RE: >10% performance degradation since 2.6.18

From: Chetan . Loke
Date: Mon Jul 06 2009 - 17:59:14 EST


> -----Original Message-----
> From: linux-kernel-owner@xxxxxxxxxxxxxxx
> [mailto:linux-kernel-owner@xxxxxxxxxxxxxxx] On Behalf Of
> Daniel J Blueman
> Sent: Sunday, July 05, 2009 7:01 AM
> To: Matthew Wilcox; Andi Kleen
> Cc: Linux Kernel; Jens Axboe; Arjan van de Ven
> Subject: Re: >10% performance degradation since 2.6.18
>
> On Jul 3, 9:10 pm, Arjan van de Ven <ar...@xxxxxxxxxxxxx> wrote:
> > On Fri, 3 Jul 2009 21:54:58 +0200
> >
> > Andi Kleen <a...@xxxxxxxxxxxxxx> wrote:
> > > > That would seem to be a fruitful avenue of investigation --
> > > > whether limiting the cards to a single RX/TX interrupt would be
> > > > advantageous, or whether spreading the eight interrupts
> out over
> > > > the CPUs would be advantageous.
> >
> > > The kernel should really do the per cpu binding of MSIs
> by default.
> >
> > ... so that you can't do power management on a per socket basis?
> > hardly a good idea.
> >
> > just need to use a new enough irqbalance and it will spread out the
> > interrupts unless your load is low enough to go into low power mode.
>
> I was finding newer kernels (>~2.6.24) would set the
> Redirection Hint bit in the MSI address vector, allowing the
> processors to deliver the interrupt to the lowest interrupt
> priority (eg idle, no powersave) core
> (http://www.intel.com/Assets/PDF/manual/253668.pdf pp10-66)
> and older irqbalance daemons would periodically naively
> rewrite the bitmask of cores, delivering the interrupt to a
> static one.
>
> Thus, it may be worth checking if disabling any older
> irqbalance daemon gives any win.
>
> Perhaps there is value in writing different subsets of cores
> to the MSI address vector core bitmask (with the redirection
> hint enabled) for different I/O queues on heavy interrupt
> sources?

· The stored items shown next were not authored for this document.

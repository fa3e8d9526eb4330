//! Process-wide cache of loaded resources
//!
//! Keys are `(resource type, FileId)`. A short lock on the key map finds the
//! key's slot; the slot's own gate is then held across the physical load, so
//! concurrent callers of one key wait for a single load while other keys
//! proceed. Callers that waited behind a load receive its result, success or
//! failure. Failures are not kept: a failed slot leaves the key map at once,
//! so the next call retries and missing ids do not accumulate.

use crate::blob::{BlobImage, LoadOptions};
use crate::error::{BlobError, Result};
use crate::external::{Handle, Resource};
use crate::file_id::FileId;
use crate::store::BlobStore;
use parking_lot::Mutex;
use std::any::TypeId;
use std::collections::HashMap;
use std::fmt;
use std::sync::atomic::{AtomicU64, Ordering};
use std::sync::{Arc, OnceLock};
use tracing::{debug, info, warn};

type Key = (TypeId, FileId);

/// Per-key state.
#[derive(Default)]
struct Slot {
    /// Set once by the load that succeeded.
    image: OnceLock<Arc<BlobImage>>,
    /// Held across a load; holds the error of the failed load for callers
    /// queued behind it.
    gate: Mutex<Option<BlobError>>,
    /// Number of finished load attempts.
    attempts: AtomicU64,
}

/// Cache counters
#[derive(Debug, Clone, Copy, Default, PartialEq, Eq)]
pub struct CacheStats {
    /// Physical loads that produced an image
    pub loads: u64,
    /// Resolutions served from an already-loaded image
    pub hits: u64,
    /// Resolutions that found no image, whether they loaded or shared a
    /// failed load
    pub misses: u64,
    /// Physical loads that failed
    pub failures: u64,
}

impl CacheStats {
    /// Hit rate as a percentage
    pub fn hit_rate(&self) -> f64 {
        let total = self.hits + self.misses;
        if total == 0 {
            0.0
        } else {
            (self.hits as f64 / total as f64) * 100.0
        }
    }
}

#[derive(Default)]
struct Counters {
    loads: AtomicU64,
    hits: AtomicU64,
    misses: AtomicU64,
    failures: AtomicU64,
}

/// Shares loaded blob images between every reference to the same file.
pub struct ResourceCache {
    store: Arc<dyn BlobStore>,
    options: LoadOptions,
    slots: Mutex<HashMap<Key, Arc<Slot>>>,
    counters: Counters,
}

impl ResourceCache {
    pub fn new(store: Arc<dyn BlobStore>, options: LoadOptions) -> Self {
        ResourceCache {
            store,
            options,
            slots: Mutex::new(HashMap::new()),
            counters: Counters::default(),
        }
    }

    pub fn options(&self) -> &LoadOptions {
        &self.options
    }

    pub fn store(&self) -> &Arc<dyn BlobStore> {
        &self.store
    }

    /// Get the loaded resource `id`, loading it on first use.
    ///
    /// Fails with `FileNotFound` when the store has no such file and with
    /// `LoadFailure` when it exists but cannot be read or validated.
    pub fn resolve<R: Resource>(&self, id: FileId) -> Result<Handle<R>> {
        if id.is_none() {
            return Err(BlobError::FileNotFound(id));
        }

        let key = (TypeId::of::<R>(), id);

        loop {
            let slot = self.slot(key);

            if let Some(image) = slot.image.get() {
                return Ok(self.hit(id, image));
            }

            let seen = slot.attempts.load(Ordering::Acquire);
            let mut gate = slot.gate.lock();

            // Another caller finished while we waited
            if let Some(image) = slot.image.get() {
                return Ok(self.hit(id, image));
            }
            if slot.attempts.load(Ordering::Acquire) != seen {
                if let Some(err) = gate.as_ref() {
                    self.counters.misses.fetch_add(1, Ordering::Relaxed);
                    debug!("Sharing failed load of {}", id);
                    return Err(err.clone());
                }
            }

            // Retired by a failed load or by `clear` before we got the gate
            if !self.is_current(&key, &slot) {
                continue;
            }

            self.counters.misses.fetch_add(1, Ordering::Relaxed);
            debug!("Cache miss for {}", id);

            let outcome = match self.load(id) {
                Ok(image) => {
                    let image = Arc::new(image);
                    let _ = slot.image.set(Arc::clone(&image));
                    *gate = None;
                    self.counters.loads.fetch_add(1, Ordering::Relaxed);
                    info!("Loaded resource {} ({} bytes)", id, image.len());
                    Ok(Handle::new(id, image))
                }
                Err(err) => {
                    self.counters.failures.fetch_add(1, Ordering::Relaxed);
                    warn!("Failed to resolve {}: {}", id, err);
                    *gate = Some(err.clone());
                    self.retire(&key, &slot);
                    Err(err)
                }
            };
            slot.attempts.fetch_add(1, Ordering::Release);

            return outcome;
        }
    }

    /// True if `id` is loaded for resource type `R`.
    pub fn contains<R: Resource>(&self, id: FileId) -> bool {
        self.slots
            .lock()
            .get(&(TypeId::of::<R>(), id))
            .map_or(false, |slot| slot.image.get().is_some())
    }

    /// Number of loaded images.
    pub fn len(&self) -> usize {
        self.slots
            .lock()
            .values()
            .filter(|slot| slot.image.get().is_some())
            .count()
    }

    pub fn is_empty(&self) -> bool {
        self.len() == 0
    }

    /// Drop every cached image. Outstanding handles stay valid.
    pub fn clear(&self) {
        let mut slots = self.slots.lock();
        debug!("Clearing resource cache ({} slots)", slots.len());
        slots.clear();
    }

    pub fn stats(&self) -> CacheStats {
        CacheStats {
            loads: self.counters.loads.load(Ordering::Relaxed),
            hits: self.counters.hits.load(Ordering::Relaxed),
            misses: self.counters.misses.load(Ordering::Relaxed),
            failures: self.counters.failures.load(Ordering::Relaxed),
        }
    }

    fn slot(&self, key: Key) -> Arc<Slot> {
        Arc::clone(self.slots.lock().entry(key).or_default())
    }

    fn is_current(&self, key: &Key, slot: &Arc<Slot>) -> bool {
        self.slots
            .lock()
            .get(key)
            .map_or(false, |current| Arc::ptr_eq(current, slot))
    }

    /// Drop a failed slot from the map. Callers already holding it still
    /// see its error; the next lookup starts a fresh slot.
    fn retire(&self, key: &Key, slot: &Arc<Slot>) {
        let mut slots = self.slots.lock();
        if slots.get(key).map_or(false, |current| Arc::ptr_eq(current, slot)) {
            slots.remove(key);
        }
    }

    fn hit<R: Resource>(&self, id: FileId, image: &Arc<BlobImage>) -> Handle<R> {
        self.counters.hits.fetch_add(1, Ordering::Relaxed);
        debug!("Cache hit for {}", id);
        Handle::new(id, Arc::clone(image))
    }

    fn load(&self, id: FileId) -> Result<BlobImage> {
        let data = match self.store.fetch(id) {
            Ok(Some(data)) => data,
            Ok(None) => return Err(BlobError::FileNotFound(id)),
            Err(err) => return Err(load_failure(id, err)),
        };
        BlobImage::load_with(data, &self.options).map_err(|err| load_failure(id, err))
    }
}

fn load_failure(id: FileId, source: BlobError) -> BlobError {
    BlobError::LoadFailure {
        id,
        source: Box::new(source),
    }
}

impl fmt::Debug for ResourceCache {
    fn fmt(&self, f: &mut fmt::Formatter<'_>) -> fmt::Result {
        f.debug_struct("ResourceCache")
            .field("options", &self.options)
            .field("stats", &self.stats())
            .finish()
    }
}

By default, it's all cores.
>

Possible enhancement -

1) Drain the responses in the xmit_frame() path. That is, post the TX-request() and just before returning see if there are
any more responses in the RX-queue. This will minimize(only if the NIC f/w coalesces) interrupt load.
The n/w core should drain the responses rather than calling the drain-routine from the adapter's xmit_frame() handler. This way there won't be any need to
modify individual xmit_frame handlers.


PS - I'm not familiar with the networking code.